▶ [Work request]: Up through the line that contains "as sent; see", retype the entries exactly, beginning at the very first line.
Segment Start: Information supplied
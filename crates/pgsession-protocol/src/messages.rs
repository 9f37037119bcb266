use pgsession_core::{ErrorReport, SqlState};
use std::collections::HashMap;

/// Protocol 3.0, the only version accepted.
pub const PROTOCOL_VERSION: i32 = 196608;
pub const SSL_REQUEST_CODE: i32 = 80877103;
pub const GSSENC_REQUEST_CODE: i32 = 80877104;
pub const CANCEL_REQUEST_CODE: i32 = 80877102;

/// pg_type.oid of `text`; every result column is reported as text.
pub const TEXT_OID: i32 = 25;

/// The untagged first packet of a connection.
#[derive(Debug, Clone, PartialEq, Eq)]
pub enum StartupRequest {
    SslRequest,
    GssEncRequest,
    CancelRequest { process_id: i32, secret_key: i32 },
    Startup {
        protocol_version: i32,
        params: HashMap<String, String>,
    },
}

#[derive(Debug, Clone, PartialEq, Eq)]
pub enum FrontendMessage {
    Query { sql: String },
    /// Extended query: Parse (P)
    Parse {
        statement_name: String,
        query: String,
        param_oids: Vec<i32>,
    },
    /// Extended query: Bind (B). Format codes are as sent; see
    /// [`expand_format_codes`] for the shorthand forms.
    Bind {
        portal_name: String,
        statement_name: String,
        param_format_codes: Vec<i16>,
        param_values: Vec<Option<Vec<u8>>>,
        result_format_codes: Vec<i16>,
    },
    /// Extended query: Describe (D)
    Describe { target: DescribeTarget, name: String },
    /// Extended query: Execute (E)
    Execute { portal_name: String, max_rows: i32 },
    /// Extended query: Close (C) - close portal or statement
    Close { target: CloseTarget, name: String },
    /// Extended query: Flush (H) - request backend to flush output buffer
    Flush,
    /// Extended query: Sync (S)
    Sync,
    /// Legacy function call sub-protocol (F)
    FunctionCall {
        object_id: i32,
        arg_format_codes: Vec<i16>,
        args: Vec<Option<Vec<u8>>>,
        result_format: i16,
    },
    CopyData { data: Vec<u8> },
    CopyDone,
    CopyFail { message: String },
    Terminate,
}

impl FrontendMessage {
    pub fn tag(&self) -> u8 {
        match self {
            FrontendMessage::Query { .. } => b'Q',
            FrontendMessage::Parse { .. } => b'P',
            FrontendMessage::Bind { .. } => b'B',
            FrontendMessage::Describe { .. } => b'D',
            FrontendMessage::Execute { .. } => b'E',
            FrontendMessage::Close { .. } => b'C',
            FrontendMessage::Flush => b'H',
            FrontendMessage::Sync => b'S',
            FrontendMessage::FunctionCall { .. } => b'F',
            FrontendMessage::CopyData { .. } => b'd',
            FrontendMessage::CopyDone => b'c',
            FrontendMessage::CopyFail { .. } => b'f',
            FrontendMessage::Terminate => b'X',
        }
    }
}

#[derive(Debug, Clone, Copy, PartialEq, Eq)]
pub enum DescribeTarget {
    Statement,
    Portal,
}

#[derive(Debug, Clone, Copy, PartialEq, Eq)]
pub enum CloseTarget {
    Statement,
    Portal,
}

#[derive(Debug, Clone, Copy, PartialEq, Eq, Default)]
pub enum FormatCode {
    #[default]
    Text,
    Binary,
}

impl FormatCode {
    pub fn from_code(code: i16) -> Option<Self> {
        match code {
            0 => Some(FormatCode::Text),
            1 => Some(FormatCode::Binary),
            _ => None,
        }
    }

    pub fn code(self) -> i16 {
        match self {
            FormatCode::Text => 0,
            FormatCode::Binary => 1,
        }
    }
}

/// Expands Bind's format-code shorthand to one code per value: zero codes
/// means all text, a single code applies to every value.
pub fn expand_format_codes(codes: &[i16], values: usize) -> Result<Vec<FormatCode>, ErrorReport> {
    let parsed = codes
        .iter()
        .map(|&code| {
            FormatCode::from_code(code).ok_or_else(|| {
                ErrorReport::error(
                    SqlState::ProtocolViolation,
                    format!("invalid format code {code}"),
                )
            })
        })
        .collect::<Result<Vec<_>, _>>()?;
    match parsed.len() {
        0 => Ok(vec![FormatCode::Text; values]),
        1 => Ok(vec![parsed[0]; values]),
        n if n == values => Ok(parsed),
        n => Err(ErrorReport::error(
            SqlState::ProtocolViolation,
            format!("bind message has {n} parameter formats but {values} parameters"),
        )),
    }
}

/// Transaction state for ReadyForQuery (PostgreSQL wire protocol).
/// - Idle: not in transaction block
/// - Transaction: in transaction block (after BEGIN)
/// - Error: in failed transaction, must ROLLBACK before new commands
#[derive(Debug, Clone, Copy, PartialEq, Eq)]
pub enum TransactionState {
    Idle,
    Transaction,
    Error,
}

impl TransactionState {
    pub fn wire_byte(self) -> u8 {
        match self {
            TransactionState::Idle => b'I',
            TransactionState::Transaction => b'T',
            TransactionState::Error => b'E',
        }
    }
}

/// A single field in a RowDescription (PostgreSQL wire protocol).
#[derive(Debug, Clone, PartialEq, Eq)]
pub struct RowDescriptionField {
    pub name: String,
    pub type_oid: i32,
}

impl RowDescriptionField {
    pub fn text(name: impl Into<String>) -> Self {
        Self {
            name: name.into(),
            type_oid: TEXT_OID,
        }
    }
}

/// One `code value` pair of an ErrorResponse or NoticeResponse.
#[derive(Debug, Clone, PartialEq, Eq)]
pub struct NoticeField {
    pub code: u8,
    pub value: String,
}

impl NoticeField {
    pub fn new(code: u8, value: impl Into<String>) -> Self {
        Self {
            code,
            value: value.into(),
        }
    }
}

#[derive(Debug, Clone, PartialEq, Eq)]
pub enum BackendMessage {
    AuthenticationOk,
    AuthenticationCleartextPassword,
    AuthenticationMd5Password { salt: [u8; 4] },
    ParameterStatus { key: String, value: String },
    BackendKeyData { pid: i32, secret: i32 },
    ReadyForQuery { state: TransactionState },
    ParseComplete,
    BindComplete,
    CloseComplete,
    NoData,
    EmptyQueryResponse,
    PortalSuspended,
    ParameterDescription { type_oids: Vec<i32> },
    RowDescription { fields: Vec<RowDescriptionField> },
    DataRow { values: Vec<Option<Vec<u8>>> },
    CommandComplete { tag: String },
    ErrorResponse(ErrorReport),
    NoticeResponse { fields: Vec<NoticeField> },
    NotificationResponse { pid: i32, channel: String, payload: String },
    CopyInResponse { format: i8, column_formats: Vec<i16> },
    CopyOutResponse { format: i8, column_formats: Vec<i16> },
    CopyBothResponse { format: i8, column_formats: Vec<i16> },
    CopyData { data: Vec<u8> },
    CopyDone,
    FunctionCallResponse { result: Option<Vec<u8>> },
}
Segment End: Information supplied
▶ [Response to the exercise]:
filename crates/pgsession-protocol/src/messages.rs
repository 9f37037119bcb266
use pgsession_core::{ErrorReport, SqlState};
use std::collections::HashMap;

/// Protocol 3.0, the only version accepted.
pub const PROTOCOL_VERSION: i32 = 196608;
pub const SSL_REQUEST_CODE: i32 = 80877103;
pub const GSSENC_REQUEST_CODE: i32 = 80877104;
pub const CANCEL_REQUEST_CODE: i32 = 80877102;

/// pg_type.oid of `text`; every result column is reported as text.
pub const TEXT_OID: i32 = 25;

/// The untagged first packet of a connection.
#[derive(Debug, Clone, PartialEq, Eq)]
pub enum StartupRequest {
    SslRequest,
    GssEncRequest,
    CancelRequest { process_id: i32, secret_key: i32 },
    Startup {
        protocol_version: i32,
        params: HashMap<String, String>,
    },
}

#[derive(Debug, Clone, PartialEq, Eq)]
pub enum FrontendMessage {
    Query { sql: String },
    /// Extended query: Parse (P)
    Parse {
        statement_name: String,
        query: String,
        param_oids: Vec<i32>,
    },
    /// Extended query: Bind (B). Format codes are as sent; see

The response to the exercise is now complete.